Since 2003, Western Digital is the only one to offer Serial ATA drives that function at a speed of 10.000 rpm. This rotation speed up until now was reserved for SCSI drives that could even go as high as 15.000 rpm, gives an additional boost to performances compared to classic models that function at 7200 rpm.

The history of the Raptor started in February 2003 with a 36 GB version while 7 months later its capacity was doubled. We then had to wait until December 2005 for the new generation with a capacity of 150 GB, NCQ and a doubled cache size of 16 MB. Western Digital is now back in the spotlight with the successor to its Raptors, the VelociRaptor.
What are the 10.000 rpm for?
Rotation speed has a double impact on the performances of modern hard drives. The first is in terms of speed. At equal data storage densities, the faster the platters turn, the higher the speed.

However, this is compensated for by the fact that it is difficult to use the same density on faster turning platters. Therefore, 7200 rpm drives make up for their slower speed with platters that generally have higher densities.

The second effect is in terms of latency, an essential characteristic that is added to pure access times. Actually, to access specific data on a platter’s track, the reading head has to properly align itself (what manufacturers call access time) and also the platter has to turn in a way that the data is found under the reading head.

Depending on the situation, the reading head may have to wait a 1/4 or 1/2 turn or more in order to read data and this is the latency which is shortened depending on the rotation speed of a drive. In fact, at 7200 rpm, 8.3ms are needed for a complete rotation versus 6ms at 10.000 rpm.
Le VelociRaptor

While the speed always increased with each new Raptor generation (aided by increases in density), it wasn’t the case for access time which remained more of less the same. So how can this value be decreased without using a rotation speed of 15,000 rpm which isn’t necessarily compatible in terms of sound levels with what we expect from modern hard drives?

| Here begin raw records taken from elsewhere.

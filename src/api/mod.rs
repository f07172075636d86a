//! REST API module.
//!
//! Contains all API routes and handlers following the website's JSON contract.

mod init;
mod members;
mod news;

pub use init::*;
pub use members::*;
pub use news::*;

use crate::errors::AppError;

/// Apply the read-path resilience policy.
///
/// With `fail_open` set, a failed read is logged and replaced by `T::default()`
/// so the page still renders; otherwise the error reaches the caller.
pub fn read_or_fallback<T: Default>(
    result: Result<T, AppError>,
    fail_open: bool,
    what: &str,
) -> Result<T, AppError> {
    match result {
        Ok(value) => Ok(value),
        Err(e) if fail_open => {
            tracing::warn!("Read of {} failed, serving empty fallback: {}", what, e);
            Ok(T::default())
        }
        Err(e) => Err(e),
    }
}

#[cfg(test)]
mod tests {
    use super::*;

    #[test]
    fn test_read_or_fallback_fail_open() {
        let result: Result<Vec<i32>, _> = Err(AppError::Persistence("down".to_string()));
        assert_eq!(read_or_fallback(result, true, "members").unwrap(), Vec::<i32>::new());
    }

    #[test]
    fn test_read_or_fallback_fail_closed() {
        let result: Result<i64, _> = Err(AppError::Persistence("down".to_string()));
        assert!(read_or_fallback(result, false, "count").is_err());
        assert_eq!(read_or_fallback(Ok(3i64), false, "count").unwrap(), 3);
    }
}
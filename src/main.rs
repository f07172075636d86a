//! TYTC Backend server entry point.

use std::sync::Arc;

use tytc_backend::config::Config;
use tytc_backend::db::{self, Repository};
use tytc_backend::{create_router, init_tracing, AppState};

#[tokio::main]
async fn main() -> Result<(), Box<dyn std::error::Error>> {
    // Load configuration
    let config = Config::from_env();

    // Initialize logging
    init_tracing(&config.log_level, config.log_format);

    tracing::info!("Starting TYTC Backend");
    tracing::info!("Database path: {:?}", config.db_path);
    tracing::info!("Bind address: {}", config.bind_addr);
    tracing::info!("Service prefix: {:?}", config.service_prefix);

    // Warn if token is not configured
    if config.api_token.is_none() {
        tracing::warn!("No API token configured (TYTC_API_TOKEN). Authentication is disabled!");
    }
    if config.read_fail_open {
        tracing::info!("Read failures degrade to empty results (TYTC_READ_FAIL_OPEN)");
    }

    // Initialize database
    let pool = db::init_database(&config.db_path).await?;
    let repo = Arc::new(Repository::new(pool));

    // Seed defaults; the site works without them, so a failure is not fatal
    if let Err(e) = repo.initialize().await {
        tracing::warn!("Startup initialization failed: {}", e);
    }

    // Create application state
    let state = AppState {
        repo,
        config: Arc::new(config.clone()),
    };

    // Build router
    let app = create_router(state);

    // Start server
    let listener = tokio::net::TcpListener::bind(&config.bind_addr).await?;
    tracing::info!("Server listening on {}", config.bind_addr);

    axum::serve(listener, app).await?;

    Ok(())
}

Western Digital in fact adopted a simple idea which is already used in professional drives, notably with Seagate models. To decrease the time needed to position reading heads, why not reduce the distance they have to move by decreasing the size of platters?

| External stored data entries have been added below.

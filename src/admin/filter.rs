//! In-memory filtering and summary stats for the member list.

use std::collections::BTreeSet;

use chrono::{DateTime, Datelike, Utc};

use crate::models::{Member, Year};

/// Admin filter criteria. Empty criteria match everything; active ones intersect.
#[derive(Debug, Clone, Default, PartialEq, Eq)]
pub struct MemberFilter {
    /// Case-insensitive substring over name, email and university
    pub search: String,
    /// Exact university
    pub university: Option<String>,
    /// Exact year value (`1`..`5`, `graduate`)
    pub year: Option<String>,
}

impl MemberFilter {
    pub fn matches(&self, member: &Member) -> bool {
        let needle = self.search.trim().to_lowercase();
        let matches_search = needle.is_empty()
            || member.name.to_lowercase().contains(&needle)
            || member.email.to_lowercase().contains(&needle)
            || member.university.to_lowercase().contains(&needle);

        let matches_university = self
            .university
            .as_deref()
            .map_or(true, |u| member.university == u);
        let matches_year = self.year.as_deref().map_or(true, |y| member.year == y);

        matches_search && matches_university && matches_year
    }

    pub fn apply<'a>(&self, members: &'a [Member]) -> Vec<&'a Member> {
        members.iter().filter(|m| self.matches(m)).collect()
    }

    pub fn is_active(&self) -> bool {
        !self.search.trim().is_empty() || self.university.is_some() || self.year.is_some()
    }
}

/// Distinct universities, sorted. Feeds the university filter options.
pub fn universities(members: &[Member]) -> Vec<String> {
    members
        .iter()
        .map(|m| m.university.clone())
        .collect::<BTreeSet<_>>()
        .into_iter()
        .collect()
}

/// Distinct non-empty years, sorted, with display labels.
pub fn years(members: &[Member]) -> Vec<(String, String)> {
    members
        .iter()
        .filter(|m| !m.year.is_empty())
        .map(|m| m.year.clone())
        .collect::<BTreeSet<_>>()
        .into_iter()
        .map(|y| {
            let label = Year::from_str(&y).map_or_else(|| y.clone(), |year| year.label().to_string());
            (y, label)
        })
        .collect()
}

/// Dashboard summary numbers.
#[derive(Debug, Clone, Copy, PartialEq, Eq)]
pub struct MemberStats {
    pub total: usize,
    pub universities: usize,
    pub joined_this_month: usize,
    pub joined_today: usize,
}

impl MemberStats {
    /// Compute stats relative to `now`. Calendar boundaries are in UTC.
    pub fn compute(members: &[Member], now: DateTime<Utc>) -> Self {
        let today = now.date_naive();
        let joined_this_month = members
            .iter()
            .filter(|m| m.joined_at.year() == now.year() && m.joined_at.month() == now.month())
            .count();
        let joined_today = members
            .iter()
            .filter(|m| m.joined_at.date_naive() == today)
            .count();

        Self {
            total: members.len(),
            universities: universities(members).len(),
            joined_this_month,
            joined_today,
        }
    }
}

#[cfg(test)]
mod tests {
    use super::*;

    fn member(name: &str, email: &str, university: &str, year: &str, joined: &str) -> Member {
        Member {
            id: format!("member_{}", name),
            name: name.to_string(),
            email: email.to_string(),
            university: university.to_string(),
            course: String::new(),
            year: year.to_string(),
            phone: String::new(),
            motivation: String::new(),
            joined_at: joined.parse().unwrap(),
        }
    }

    fn sample() -> Vec<Member> {
        vec![
            member("Ada", "ada@x.com", "Unilag", "2", "2026-10-19T08:00:00Z"),
            member("Bola", "bola@univ.ng", "Covenant", "2", "2026-10-02T08:00:00Z"),
            member("Chidi", "chidi@x.com", "University of Ibadan", "4", "2026-09-30T23:00:00Z"),
            member("Univ Fan", "fan@x.com", "OAU", "graduate", "2025-10-19T08:00:00Z"),
        ]
    }

    fn names(members: Vec<&Member>) -> Vec<&str> {
        members.into_iter().map(|m| m.name.as_str()).collect()
    }

    #[test]
    fn test_empty_filter_matches_all() {
        let members = sample();
        assert_eq!(MemberFilter::default().apply(&members).len(), 4);
        assert!(!MemberFilter::default().is_active());
    }

    #[test]
    fn test_search_is_case_insensitive_over_three_fields() {
        let members = sample();
        let filter = MemberFilter {
            search: "UNIV".to_string(),
            ..Default::default()
        };
        assert_eq!(names(filter.apply(&members)), vec!["Bola", "Chidi", "Univ Fan"]);
    }

    #[test]
    fn test_search_and_year_intersect() {
        let members = sample();
        let filter = MemberFilter {
            search: "univ".to_string(),
            year: Some("2".to_string()),
            ..Default::default()
        };
        assert_eq!(names(filter.apply(&members)), vec!["Bola"]);
    }

    #[test]
    fn test_university_is_exact() {
        let members = sample();
        let filter = MemberFilter {
            university: Some("Unilag".to_string()),
            ..Default::default()
        };
        assert_eq!(names(filter.apply(&members)), vec!["Ada"]);

        let filter = MemberFilter {
            university: Some("unilag".to_string()),
            ..Default::default()
        };
        assert!(filter.apply(&members).is_empty());
    }

    #[test]
    fn test_filter_options() {
        let members = sample();
        assert_eq!(
            universities(&members),
            vec!["Covenant", "OAU", "Unilag", "University of Ibadan"]
        );
        let labels: Vec<_> = years(&members).into_iter().map(|(_, l)| l).collect();
        assert_eq!(labels, vec!["2nd Year", "4th Year", "Graduate"]);
    }

    #[test]
    fn test_stats() {
        let now = "2026-10-19T12:00:00Z".parse().unwrap();
        let stats = MemberStats::compute(&sample(), now);
        assert_eq!(
            stats,
            MemberStats {
                total: 4,
                universities: 4,
                joined_this_month: 2,
                joined_today: 1,
            }
        );
    }
}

So here the drive is actually in 2"1/2 format but it comes attached to a 3"1/2 drive radiator, the WD IcePack. Note that it will not fit into a laptop as its height is 15mm versus 9mm for classic drives in this format. Moreover, this wasn’t the only option available to Western Digital as Seagate kept a 3"1/2 format on its Cheetah professional drives despite the smaller platter size (the bigger casing notably enabling better sound isolation). Otherwise, Western’s choice means a non standard placement of connectors and for this reason it is denied access to certain NAS hotswap chassis, for example.

On the inside, we find two platters with a density of 150 GB or a surface density that is roughly 10% less than that found on recent 3"1/2 drives with 333 GB per platter. Compared to the previous Raptor generation, Western announces an access time reduced from 4.6 to 4.2ms and speed which goes from 88 to 120 MB/s.